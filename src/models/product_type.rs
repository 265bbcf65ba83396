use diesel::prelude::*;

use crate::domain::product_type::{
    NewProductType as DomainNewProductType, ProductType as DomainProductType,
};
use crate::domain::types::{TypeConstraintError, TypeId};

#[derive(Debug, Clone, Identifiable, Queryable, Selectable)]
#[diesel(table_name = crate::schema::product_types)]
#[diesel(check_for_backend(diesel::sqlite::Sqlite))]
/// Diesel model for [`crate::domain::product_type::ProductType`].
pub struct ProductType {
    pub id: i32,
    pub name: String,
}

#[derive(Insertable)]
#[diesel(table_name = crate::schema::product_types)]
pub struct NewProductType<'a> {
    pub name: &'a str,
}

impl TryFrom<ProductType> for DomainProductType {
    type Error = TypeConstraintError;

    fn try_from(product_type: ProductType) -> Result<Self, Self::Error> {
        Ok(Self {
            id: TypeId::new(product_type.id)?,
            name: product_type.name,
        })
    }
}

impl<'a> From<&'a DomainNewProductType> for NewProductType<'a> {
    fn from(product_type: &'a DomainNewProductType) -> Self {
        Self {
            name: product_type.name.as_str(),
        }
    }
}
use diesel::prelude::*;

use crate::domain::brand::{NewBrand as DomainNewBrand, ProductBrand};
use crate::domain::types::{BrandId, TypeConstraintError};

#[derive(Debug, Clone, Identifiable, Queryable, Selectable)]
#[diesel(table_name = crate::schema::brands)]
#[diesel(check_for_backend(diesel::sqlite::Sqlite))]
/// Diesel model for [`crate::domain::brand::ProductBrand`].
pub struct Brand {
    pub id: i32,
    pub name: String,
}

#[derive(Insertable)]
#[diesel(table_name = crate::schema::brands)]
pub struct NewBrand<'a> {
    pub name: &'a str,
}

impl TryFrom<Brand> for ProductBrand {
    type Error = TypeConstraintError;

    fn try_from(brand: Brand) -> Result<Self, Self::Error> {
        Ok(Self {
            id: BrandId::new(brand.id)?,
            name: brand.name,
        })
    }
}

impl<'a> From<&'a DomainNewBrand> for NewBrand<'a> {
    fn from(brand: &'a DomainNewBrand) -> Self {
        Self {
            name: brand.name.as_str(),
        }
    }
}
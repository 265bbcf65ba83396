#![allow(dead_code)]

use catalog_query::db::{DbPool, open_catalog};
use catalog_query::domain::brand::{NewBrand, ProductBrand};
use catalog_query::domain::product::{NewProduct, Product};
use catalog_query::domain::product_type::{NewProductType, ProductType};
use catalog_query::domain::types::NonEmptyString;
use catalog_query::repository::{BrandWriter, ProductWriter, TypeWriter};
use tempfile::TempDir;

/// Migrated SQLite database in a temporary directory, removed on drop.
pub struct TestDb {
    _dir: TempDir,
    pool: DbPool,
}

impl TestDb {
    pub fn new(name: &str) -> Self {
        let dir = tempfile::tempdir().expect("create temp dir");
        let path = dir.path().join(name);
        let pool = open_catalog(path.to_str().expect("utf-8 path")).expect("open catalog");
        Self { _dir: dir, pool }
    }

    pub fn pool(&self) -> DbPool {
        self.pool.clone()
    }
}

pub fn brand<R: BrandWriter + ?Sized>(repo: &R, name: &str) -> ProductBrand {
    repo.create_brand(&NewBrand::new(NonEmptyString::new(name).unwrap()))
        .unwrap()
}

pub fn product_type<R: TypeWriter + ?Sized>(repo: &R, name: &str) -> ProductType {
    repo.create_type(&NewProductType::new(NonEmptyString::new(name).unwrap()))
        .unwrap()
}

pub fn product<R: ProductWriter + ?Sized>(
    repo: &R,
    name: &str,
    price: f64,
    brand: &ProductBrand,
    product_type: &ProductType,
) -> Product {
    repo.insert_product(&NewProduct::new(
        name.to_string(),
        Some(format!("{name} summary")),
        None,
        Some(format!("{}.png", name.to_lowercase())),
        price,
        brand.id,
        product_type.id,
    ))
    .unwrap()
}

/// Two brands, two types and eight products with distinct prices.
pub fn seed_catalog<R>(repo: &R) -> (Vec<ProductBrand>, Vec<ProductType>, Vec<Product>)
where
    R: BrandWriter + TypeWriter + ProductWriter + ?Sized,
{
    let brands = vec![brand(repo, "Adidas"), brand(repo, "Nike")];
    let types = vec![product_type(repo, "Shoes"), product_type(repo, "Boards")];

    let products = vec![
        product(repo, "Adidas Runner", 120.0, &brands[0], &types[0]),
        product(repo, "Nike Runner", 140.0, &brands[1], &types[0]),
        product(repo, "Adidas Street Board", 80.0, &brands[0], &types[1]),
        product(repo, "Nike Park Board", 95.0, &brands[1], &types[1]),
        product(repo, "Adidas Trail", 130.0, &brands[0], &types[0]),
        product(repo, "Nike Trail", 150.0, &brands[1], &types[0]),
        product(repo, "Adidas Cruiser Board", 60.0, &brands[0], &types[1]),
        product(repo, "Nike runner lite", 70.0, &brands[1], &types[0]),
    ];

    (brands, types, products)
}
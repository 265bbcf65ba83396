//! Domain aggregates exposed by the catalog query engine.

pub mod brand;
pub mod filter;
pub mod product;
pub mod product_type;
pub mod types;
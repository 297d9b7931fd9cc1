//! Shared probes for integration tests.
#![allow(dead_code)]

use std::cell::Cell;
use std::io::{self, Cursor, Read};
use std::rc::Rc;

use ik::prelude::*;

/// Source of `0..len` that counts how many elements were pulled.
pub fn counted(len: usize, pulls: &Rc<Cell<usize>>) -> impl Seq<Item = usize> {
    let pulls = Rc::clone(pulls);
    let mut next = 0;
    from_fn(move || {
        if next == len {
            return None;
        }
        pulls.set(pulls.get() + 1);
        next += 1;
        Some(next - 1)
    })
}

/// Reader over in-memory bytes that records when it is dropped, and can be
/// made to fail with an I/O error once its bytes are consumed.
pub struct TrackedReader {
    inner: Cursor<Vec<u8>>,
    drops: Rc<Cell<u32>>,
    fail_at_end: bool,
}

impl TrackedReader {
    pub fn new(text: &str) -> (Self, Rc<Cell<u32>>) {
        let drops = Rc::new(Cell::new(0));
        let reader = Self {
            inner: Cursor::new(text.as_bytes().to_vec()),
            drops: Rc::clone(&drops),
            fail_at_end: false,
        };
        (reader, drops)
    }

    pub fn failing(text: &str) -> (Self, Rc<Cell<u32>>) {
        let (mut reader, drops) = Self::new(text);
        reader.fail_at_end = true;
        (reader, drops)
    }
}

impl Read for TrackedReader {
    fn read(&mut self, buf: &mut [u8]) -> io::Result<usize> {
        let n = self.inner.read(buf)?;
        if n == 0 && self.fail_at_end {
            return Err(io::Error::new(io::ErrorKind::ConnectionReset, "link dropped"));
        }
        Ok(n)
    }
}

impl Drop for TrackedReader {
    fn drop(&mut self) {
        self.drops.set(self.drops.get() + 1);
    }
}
---
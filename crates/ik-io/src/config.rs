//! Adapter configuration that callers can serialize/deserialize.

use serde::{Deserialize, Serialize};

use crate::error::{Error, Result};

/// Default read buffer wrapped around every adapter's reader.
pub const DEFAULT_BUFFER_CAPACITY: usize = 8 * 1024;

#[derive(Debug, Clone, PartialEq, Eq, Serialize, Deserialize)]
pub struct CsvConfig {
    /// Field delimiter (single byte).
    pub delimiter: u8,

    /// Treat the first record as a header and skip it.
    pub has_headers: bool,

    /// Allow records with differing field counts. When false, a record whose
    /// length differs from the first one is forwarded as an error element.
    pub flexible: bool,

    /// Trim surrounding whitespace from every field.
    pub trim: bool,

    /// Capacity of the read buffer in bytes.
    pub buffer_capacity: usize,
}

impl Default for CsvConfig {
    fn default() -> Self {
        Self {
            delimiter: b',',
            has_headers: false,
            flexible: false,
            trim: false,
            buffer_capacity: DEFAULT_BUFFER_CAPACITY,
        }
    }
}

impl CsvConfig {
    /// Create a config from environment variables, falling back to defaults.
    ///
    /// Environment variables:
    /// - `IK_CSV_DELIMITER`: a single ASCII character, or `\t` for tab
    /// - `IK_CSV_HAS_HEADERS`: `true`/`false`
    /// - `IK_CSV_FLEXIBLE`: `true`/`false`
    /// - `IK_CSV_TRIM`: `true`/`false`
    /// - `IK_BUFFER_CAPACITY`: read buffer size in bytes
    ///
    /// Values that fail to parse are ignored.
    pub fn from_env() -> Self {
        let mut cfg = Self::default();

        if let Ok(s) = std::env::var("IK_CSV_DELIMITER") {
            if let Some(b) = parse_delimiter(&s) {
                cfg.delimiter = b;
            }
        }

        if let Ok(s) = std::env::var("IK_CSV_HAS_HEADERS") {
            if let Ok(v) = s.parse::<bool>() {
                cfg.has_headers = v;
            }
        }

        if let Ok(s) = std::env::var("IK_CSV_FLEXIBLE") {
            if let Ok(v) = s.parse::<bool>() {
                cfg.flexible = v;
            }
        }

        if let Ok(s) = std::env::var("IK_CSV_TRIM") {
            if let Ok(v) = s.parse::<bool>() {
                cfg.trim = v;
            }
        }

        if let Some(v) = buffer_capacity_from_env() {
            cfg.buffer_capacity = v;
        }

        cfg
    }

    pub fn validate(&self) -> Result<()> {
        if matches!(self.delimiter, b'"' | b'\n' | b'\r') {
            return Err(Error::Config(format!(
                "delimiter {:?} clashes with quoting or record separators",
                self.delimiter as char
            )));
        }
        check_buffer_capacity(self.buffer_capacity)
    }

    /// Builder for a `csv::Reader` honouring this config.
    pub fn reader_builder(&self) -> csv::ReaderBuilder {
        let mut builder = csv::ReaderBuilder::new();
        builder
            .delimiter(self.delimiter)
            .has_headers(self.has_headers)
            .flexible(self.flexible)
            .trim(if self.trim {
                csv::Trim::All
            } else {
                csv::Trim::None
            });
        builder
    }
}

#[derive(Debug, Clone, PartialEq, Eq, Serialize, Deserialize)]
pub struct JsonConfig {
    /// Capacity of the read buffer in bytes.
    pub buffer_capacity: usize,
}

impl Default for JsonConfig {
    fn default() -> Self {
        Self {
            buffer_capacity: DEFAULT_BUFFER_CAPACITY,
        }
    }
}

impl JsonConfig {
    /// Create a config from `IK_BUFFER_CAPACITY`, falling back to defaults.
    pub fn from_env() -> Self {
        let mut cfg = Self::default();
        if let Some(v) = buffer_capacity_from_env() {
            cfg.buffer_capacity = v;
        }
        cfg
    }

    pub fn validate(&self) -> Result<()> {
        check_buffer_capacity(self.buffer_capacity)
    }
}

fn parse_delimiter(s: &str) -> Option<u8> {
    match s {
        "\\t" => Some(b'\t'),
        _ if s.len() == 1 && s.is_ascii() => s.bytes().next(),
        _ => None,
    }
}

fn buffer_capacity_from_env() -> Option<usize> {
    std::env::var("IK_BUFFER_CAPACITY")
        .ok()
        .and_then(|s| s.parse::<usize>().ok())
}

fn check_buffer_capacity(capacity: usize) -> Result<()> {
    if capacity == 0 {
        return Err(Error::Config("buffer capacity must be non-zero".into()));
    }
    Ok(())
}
* * *
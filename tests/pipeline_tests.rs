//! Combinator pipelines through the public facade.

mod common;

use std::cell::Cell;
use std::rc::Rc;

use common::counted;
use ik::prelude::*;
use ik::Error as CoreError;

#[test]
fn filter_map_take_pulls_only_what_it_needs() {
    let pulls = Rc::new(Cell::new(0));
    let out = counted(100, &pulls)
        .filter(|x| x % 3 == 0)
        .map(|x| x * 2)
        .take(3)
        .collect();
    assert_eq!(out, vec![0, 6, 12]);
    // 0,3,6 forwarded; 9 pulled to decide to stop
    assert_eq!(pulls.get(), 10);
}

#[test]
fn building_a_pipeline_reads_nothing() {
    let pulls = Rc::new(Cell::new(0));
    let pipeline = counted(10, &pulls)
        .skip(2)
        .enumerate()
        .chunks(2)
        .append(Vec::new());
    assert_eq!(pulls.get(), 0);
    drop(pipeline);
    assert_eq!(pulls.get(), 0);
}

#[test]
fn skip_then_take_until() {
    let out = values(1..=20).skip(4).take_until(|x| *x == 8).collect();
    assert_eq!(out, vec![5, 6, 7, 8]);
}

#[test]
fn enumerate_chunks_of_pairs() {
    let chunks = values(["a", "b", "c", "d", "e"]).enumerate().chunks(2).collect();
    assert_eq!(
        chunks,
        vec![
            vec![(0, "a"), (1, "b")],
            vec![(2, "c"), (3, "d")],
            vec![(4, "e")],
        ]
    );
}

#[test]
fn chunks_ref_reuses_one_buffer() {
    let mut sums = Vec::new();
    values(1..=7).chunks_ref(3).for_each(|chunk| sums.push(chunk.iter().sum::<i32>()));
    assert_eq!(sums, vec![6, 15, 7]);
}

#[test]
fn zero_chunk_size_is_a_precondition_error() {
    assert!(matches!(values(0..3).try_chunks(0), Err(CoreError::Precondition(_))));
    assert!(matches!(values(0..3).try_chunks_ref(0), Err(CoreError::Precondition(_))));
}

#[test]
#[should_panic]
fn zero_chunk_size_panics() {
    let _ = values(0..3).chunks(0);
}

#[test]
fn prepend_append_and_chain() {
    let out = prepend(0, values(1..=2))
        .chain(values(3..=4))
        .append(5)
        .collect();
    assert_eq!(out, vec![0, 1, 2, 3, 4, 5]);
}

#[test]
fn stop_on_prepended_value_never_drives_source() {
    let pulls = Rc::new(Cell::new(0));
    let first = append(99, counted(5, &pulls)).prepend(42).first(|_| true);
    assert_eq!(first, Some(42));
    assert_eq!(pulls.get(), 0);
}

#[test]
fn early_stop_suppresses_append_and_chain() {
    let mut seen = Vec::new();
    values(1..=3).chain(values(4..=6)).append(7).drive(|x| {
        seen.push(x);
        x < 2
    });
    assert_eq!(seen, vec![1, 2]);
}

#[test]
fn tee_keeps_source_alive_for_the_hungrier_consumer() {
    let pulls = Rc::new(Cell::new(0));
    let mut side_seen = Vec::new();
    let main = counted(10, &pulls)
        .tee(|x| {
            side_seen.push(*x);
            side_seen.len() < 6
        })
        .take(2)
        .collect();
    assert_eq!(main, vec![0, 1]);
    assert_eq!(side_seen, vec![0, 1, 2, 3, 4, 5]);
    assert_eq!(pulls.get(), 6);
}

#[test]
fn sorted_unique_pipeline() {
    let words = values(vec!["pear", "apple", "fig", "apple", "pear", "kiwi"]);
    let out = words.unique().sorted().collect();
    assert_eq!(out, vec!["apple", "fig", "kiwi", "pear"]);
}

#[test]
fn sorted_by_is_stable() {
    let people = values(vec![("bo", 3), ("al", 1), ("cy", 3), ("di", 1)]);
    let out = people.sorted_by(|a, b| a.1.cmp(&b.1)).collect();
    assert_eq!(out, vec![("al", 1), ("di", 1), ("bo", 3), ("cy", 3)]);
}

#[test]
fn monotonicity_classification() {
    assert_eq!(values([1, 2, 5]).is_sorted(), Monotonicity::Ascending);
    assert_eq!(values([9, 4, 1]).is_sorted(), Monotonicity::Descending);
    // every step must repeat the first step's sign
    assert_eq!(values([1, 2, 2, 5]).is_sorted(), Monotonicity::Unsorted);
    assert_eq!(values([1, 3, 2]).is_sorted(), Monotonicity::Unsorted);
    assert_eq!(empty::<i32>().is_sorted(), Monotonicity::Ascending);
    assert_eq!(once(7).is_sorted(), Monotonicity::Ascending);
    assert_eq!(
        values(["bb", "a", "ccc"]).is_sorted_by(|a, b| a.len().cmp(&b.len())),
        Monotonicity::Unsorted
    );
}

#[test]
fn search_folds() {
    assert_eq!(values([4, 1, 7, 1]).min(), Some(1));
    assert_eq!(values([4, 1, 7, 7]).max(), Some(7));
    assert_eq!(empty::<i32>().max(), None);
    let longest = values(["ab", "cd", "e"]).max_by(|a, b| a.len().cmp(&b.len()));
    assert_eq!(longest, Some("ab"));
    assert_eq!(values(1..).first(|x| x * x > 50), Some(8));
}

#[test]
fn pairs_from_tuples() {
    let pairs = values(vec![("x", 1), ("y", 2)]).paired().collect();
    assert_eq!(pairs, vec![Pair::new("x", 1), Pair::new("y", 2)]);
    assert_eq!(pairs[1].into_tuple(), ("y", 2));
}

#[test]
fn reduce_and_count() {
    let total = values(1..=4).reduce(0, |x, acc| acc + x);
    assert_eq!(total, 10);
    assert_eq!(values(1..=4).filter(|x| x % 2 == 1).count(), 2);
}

## Task goal
Only lines with the string "DomainProductType" are wanted; please find each one in the listing and copy it.

## The completed task
    NewProductType as DomainNewProductType, ProductType as DomainProductType,
impl TryFrom<ProductType> for DomainProductType {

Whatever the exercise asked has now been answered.